[Dataset excerpts]

========================================

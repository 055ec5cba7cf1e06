use once_cell::sync::Lazy;
use prometheus::{
    register_histogram_vec, register_int_counter_vec, Encoder, HistogramVec, IntCounterVec, TextEncoder,
};

// Prometheus metrics (default registry)
pub static HTTP_REQUESTS_TOTAL: Lazy<IntCounterVec> = Lazy::new(|| {
    register_int_counter_vec!(
        "bank_http_requests_total",
        "Total HTTP requests handled, by service, method and status",
        &["service", "method", "status"]
    )
    .expect("register http_requests_total")
});

pub static HTTP_REQUEST_DURATION: Lazy<HistogramVec> = Lazy::new(|| {
    register_histogram_vec!(
        "bank_http_request_duration_seconds",
        "HTTP request duration in seconds",
        &["service"],
        vec![0.001, 0.005, 0.01, 0.025, 0.05, 0.1, 0.25, 0.5, 1.0, 2.5, 5.0]
    )
    .expect("register http_request_duration")
});

pub static MKS_CALLS_TOTAL: Lazy<IntCounterVec> = Lazy::new(|| {
    register_int_counter_vec!(
        "bank_mks_calls_total",
        "Calls from the clients service to the accounts service, by operation and outcome",
        &["operation", "outcome"]
    )
    .expect("register mks_calls_total")
});

pub fn record_http(service: &str, method: &str, status: u16, elapsed_secs: f64) {
    HTTP_REQUESTS_TOTAL
        .with_label_values(&[service, method, &status.to_string()])
        .inc();
    HTTP_REQUEST_DURATION.with_label_values(&[service]).observe(elapsed_secs);
}

pub fn record_mks_call(operation: &str, ok: bool) {
    MKS_CALLS_TOTAL
        .with_label_values(&[operation, if ok { "ok" } else { "error" }])
        .inc();
}

pub fn encode_metrics() -> (axum::http::StatusCode, String) {
    let encoder = TextEncoder::new();
    let metric_families = prometheus::gather();
    let mut buffer = Vec::new();
    if let Err(e) = encoder.encode(&metric_families, &mut buffer) {
        return (
            axum::http::StatusCode::INTERNAL_SERVER_ERROR,
            format!("metrics encode error: {e}"),
        );
    }
    (
        axum::http::StatusCode::OK,
        String::from_utf8(buffer).unwrap_or_default(),
    )
}

#[cfg(test)]
mod tests {
    use super::*;

    #[test]
    fn recorded_requests_show_up_in_text_output() {
        record_http("accounts", "GET", 200, 0.002);
        record_mks_call("find_accounts_by_client_id", false);
        let (status, body) = encode_metrics();
        assert_eq!(status, axum::http::StatusCode::OK);
        assert!(body.contains("bank_http_requests_total"));
        assert!(body.contains("bank_mks_calls_total"));
    }
}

========================================

§ **ASSIGNMENT**:
Make an exact transcription of all the records.

§ **ANSWER BOX**:
repository 055ec5cba7cf1e06
use once_cell::sync::Lazy;
use prometheus::{
    register_histogram_vec, register_int_counter_vec, Encoder, HistogramVec, IntCounterVec, TextEncoder,
};

// Prometheus metrics (default registry)
pub static HTTP_REQUESTS_TOTAL: Lazy<IntCounterVec> = Lazy::new(|| {
    register_int_counter_vec!(
        "bank_http_requests_total",
        "Total HTTP requests handled, by service, method and status",
        &["service", "method", "status"]
    )
    .expect("register http_requests_total")
});

pub static HTTP_REQUEST_DURATION: Lazy<HistogramVec> = Lazy::new(|| {
    register_histogram_vec!(
        "bank_http_request_duration_seconds",
        "HTTP request duration in seconds",
        &["service"],
        vec![0.001, 0.005, 0.01, 0.025, 0.05, 0.1, 0.25, 0.5, 1.0, 2.5, 5.0]
    )
    .expect("register http_request_duration")
});

pub static MKS_CALLS_TOTAL: Lazy<IntCounterVec> = Lazy::new(|| {
    register_int_counter_vec!(
        "bank_mks_calls_total",
        "Calls from the clients service to the accounts service, by operation and outcome",
        &["operation", "outcome"]
    )
    .expect("register mks_calls_total")
});

pub fn record_http(service: &str, method: &str, status: u16, elapsed_secs: f64) {
    HTTP_REQUESTS_TOTAL
        .with_label_values(&[service, method, &status.to_string()])
        .inc();
    HTTP_REQUEST_DURATION.with_label_values(&[service]).observe(elapsed_secs);
}

pub fn record_mks_call(operation: &str, ok: bool) {
    MKS_CALLS_TOTAL
        .with_label_values(&[operation, if ok { "ok" } else { "error" }])
        .inc();
}

pub fn encode_metrics() -> (axum::http::StatusCode, String) {
    let encoder = TextEncoder::new();
    let metric_families = prometheus::gather();
    let mut buffer = Vec::new();
    if let Err(e) = encoder.encode(&metric_families, &mut buffer) {
        return (
            axum::http::StatusCode::INTERNAL_SERVER_ERROR,
            format!("metrics encode error: {e}"),
        );
    }
    (
        axum::http::StatusCode::OK,
        String::from_utf8(buffer).unwrap_or_default(),
    )
}

#[cfg(test)]
mod tests {
    use super::*;

    #[test]
    fn recorded_requests_show_up_in_text_output() {
        record_http("accounts", "GET", 200, 0.002);
        record_mks_call("find_accounts_by_client_id", false);
        let (status, body) = encode_metrics();
        assert_eq!(status, axum::http::StatusCode::OK);
        assert!(body.contains("bank_http_requests_total"));
        assert!(body.contains("bank_mks_calls_total"));
    }
}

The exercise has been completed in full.